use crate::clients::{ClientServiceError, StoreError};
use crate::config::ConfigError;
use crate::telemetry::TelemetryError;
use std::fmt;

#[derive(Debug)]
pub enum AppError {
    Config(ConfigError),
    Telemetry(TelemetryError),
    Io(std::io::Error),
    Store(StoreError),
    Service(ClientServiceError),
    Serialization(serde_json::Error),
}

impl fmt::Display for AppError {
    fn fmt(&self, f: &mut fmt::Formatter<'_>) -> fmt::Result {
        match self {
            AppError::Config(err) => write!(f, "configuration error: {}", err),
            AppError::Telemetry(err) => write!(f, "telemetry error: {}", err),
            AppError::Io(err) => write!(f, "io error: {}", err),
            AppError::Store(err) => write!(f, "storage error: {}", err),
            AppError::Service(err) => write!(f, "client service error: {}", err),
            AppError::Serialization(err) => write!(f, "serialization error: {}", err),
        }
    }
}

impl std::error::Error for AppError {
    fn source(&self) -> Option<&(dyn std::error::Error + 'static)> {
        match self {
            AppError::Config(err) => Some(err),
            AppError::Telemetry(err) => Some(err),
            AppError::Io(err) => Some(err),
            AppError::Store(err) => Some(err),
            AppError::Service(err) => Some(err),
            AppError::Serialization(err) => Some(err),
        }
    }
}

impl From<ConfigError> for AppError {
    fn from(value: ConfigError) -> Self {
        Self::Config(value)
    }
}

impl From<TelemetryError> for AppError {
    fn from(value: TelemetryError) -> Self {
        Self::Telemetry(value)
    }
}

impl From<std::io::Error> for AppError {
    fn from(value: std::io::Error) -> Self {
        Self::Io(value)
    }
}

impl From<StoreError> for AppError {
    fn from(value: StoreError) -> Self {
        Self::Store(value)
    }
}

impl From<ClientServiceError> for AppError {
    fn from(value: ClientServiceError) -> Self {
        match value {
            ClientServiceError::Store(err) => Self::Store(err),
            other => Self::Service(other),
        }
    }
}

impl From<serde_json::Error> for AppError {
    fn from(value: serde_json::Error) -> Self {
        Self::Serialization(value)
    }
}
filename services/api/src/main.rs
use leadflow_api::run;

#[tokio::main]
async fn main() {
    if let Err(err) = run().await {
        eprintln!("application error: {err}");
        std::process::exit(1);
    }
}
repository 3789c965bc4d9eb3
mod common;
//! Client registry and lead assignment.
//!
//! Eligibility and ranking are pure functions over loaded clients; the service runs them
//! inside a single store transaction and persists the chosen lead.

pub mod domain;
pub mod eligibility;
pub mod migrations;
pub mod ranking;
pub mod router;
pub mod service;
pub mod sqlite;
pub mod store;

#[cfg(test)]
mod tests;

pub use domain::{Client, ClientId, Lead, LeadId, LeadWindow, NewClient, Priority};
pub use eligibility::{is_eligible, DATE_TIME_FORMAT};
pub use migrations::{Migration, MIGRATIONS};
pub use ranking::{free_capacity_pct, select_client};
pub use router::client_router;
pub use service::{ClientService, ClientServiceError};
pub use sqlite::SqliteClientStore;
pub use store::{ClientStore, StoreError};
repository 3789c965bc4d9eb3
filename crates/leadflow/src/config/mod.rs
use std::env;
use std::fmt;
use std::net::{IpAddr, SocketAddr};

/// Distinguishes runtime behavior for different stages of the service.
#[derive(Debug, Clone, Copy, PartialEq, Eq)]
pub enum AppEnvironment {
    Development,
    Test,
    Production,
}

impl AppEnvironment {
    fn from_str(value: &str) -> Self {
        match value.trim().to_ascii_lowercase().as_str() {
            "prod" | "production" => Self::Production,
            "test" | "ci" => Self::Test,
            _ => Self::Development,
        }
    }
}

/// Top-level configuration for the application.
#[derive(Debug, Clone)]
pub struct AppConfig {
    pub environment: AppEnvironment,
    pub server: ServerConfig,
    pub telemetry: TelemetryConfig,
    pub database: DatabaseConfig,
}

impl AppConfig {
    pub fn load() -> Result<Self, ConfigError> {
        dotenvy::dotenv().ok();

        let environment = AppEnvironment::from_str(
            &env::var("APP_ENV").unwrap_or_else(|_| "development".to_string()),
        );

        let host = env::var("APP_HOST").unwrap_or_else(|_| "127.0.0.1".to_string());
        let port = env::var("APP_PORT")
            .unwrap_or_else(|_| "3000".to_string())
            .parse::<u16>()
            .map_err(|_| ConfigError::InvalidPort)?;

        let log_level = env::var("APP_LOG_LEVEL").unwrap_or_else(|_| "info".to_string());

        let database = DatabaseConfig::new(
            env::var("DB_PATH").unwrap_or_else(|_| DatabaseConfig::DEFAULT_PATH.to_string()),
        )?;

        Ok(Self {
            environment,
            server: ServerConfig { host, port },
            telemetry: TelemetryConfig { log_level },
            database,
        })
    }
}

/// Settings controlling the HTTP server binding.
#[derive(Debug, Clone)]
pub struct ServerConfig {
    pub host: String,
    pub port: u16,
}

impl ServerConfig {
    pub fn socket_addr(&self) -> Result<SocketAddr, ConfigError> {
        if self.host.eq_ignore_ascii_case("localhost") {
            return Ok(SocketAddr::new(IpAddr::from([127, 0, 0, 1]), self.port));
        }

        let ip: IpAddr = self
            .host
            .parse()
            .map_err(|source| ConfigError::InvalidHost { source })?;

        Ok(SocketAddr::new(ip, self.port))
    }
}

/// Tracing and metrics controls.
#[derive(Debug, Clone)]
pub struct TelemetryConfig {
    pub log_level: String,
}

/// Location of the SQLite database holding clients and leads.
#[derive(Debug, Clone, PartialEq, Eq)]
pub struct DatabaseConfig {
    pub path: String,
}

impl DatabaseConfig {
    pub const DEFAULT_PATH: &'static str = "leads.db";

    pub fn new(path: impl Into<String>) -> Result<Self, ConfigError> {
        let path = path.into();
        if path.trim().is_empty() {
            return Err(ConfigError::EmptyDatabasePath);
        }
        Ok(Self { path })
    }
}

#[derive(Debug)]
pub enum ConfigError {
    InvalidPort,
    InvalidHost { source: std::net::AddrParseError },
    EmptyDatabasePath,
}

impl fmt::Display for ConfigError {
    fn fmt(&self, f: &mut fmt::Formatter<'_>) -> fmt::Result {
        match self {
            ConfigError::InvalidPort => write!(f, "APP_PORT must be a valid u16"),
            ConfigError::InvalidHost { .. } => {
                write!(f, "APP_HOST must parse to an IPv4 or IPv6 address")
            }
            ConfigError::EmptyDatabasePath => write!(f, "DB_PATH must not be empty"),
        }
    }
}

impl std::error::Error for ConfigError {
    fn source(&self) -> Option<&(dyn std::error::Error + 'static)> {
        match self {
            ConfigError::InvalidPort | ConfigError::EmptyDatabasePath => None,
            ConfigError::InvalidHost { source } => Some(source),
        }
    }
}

◆ **What you have to do**: Looking at the records above, how many lines have the word "Production" in them? State the number only.

◆ **Response**: 2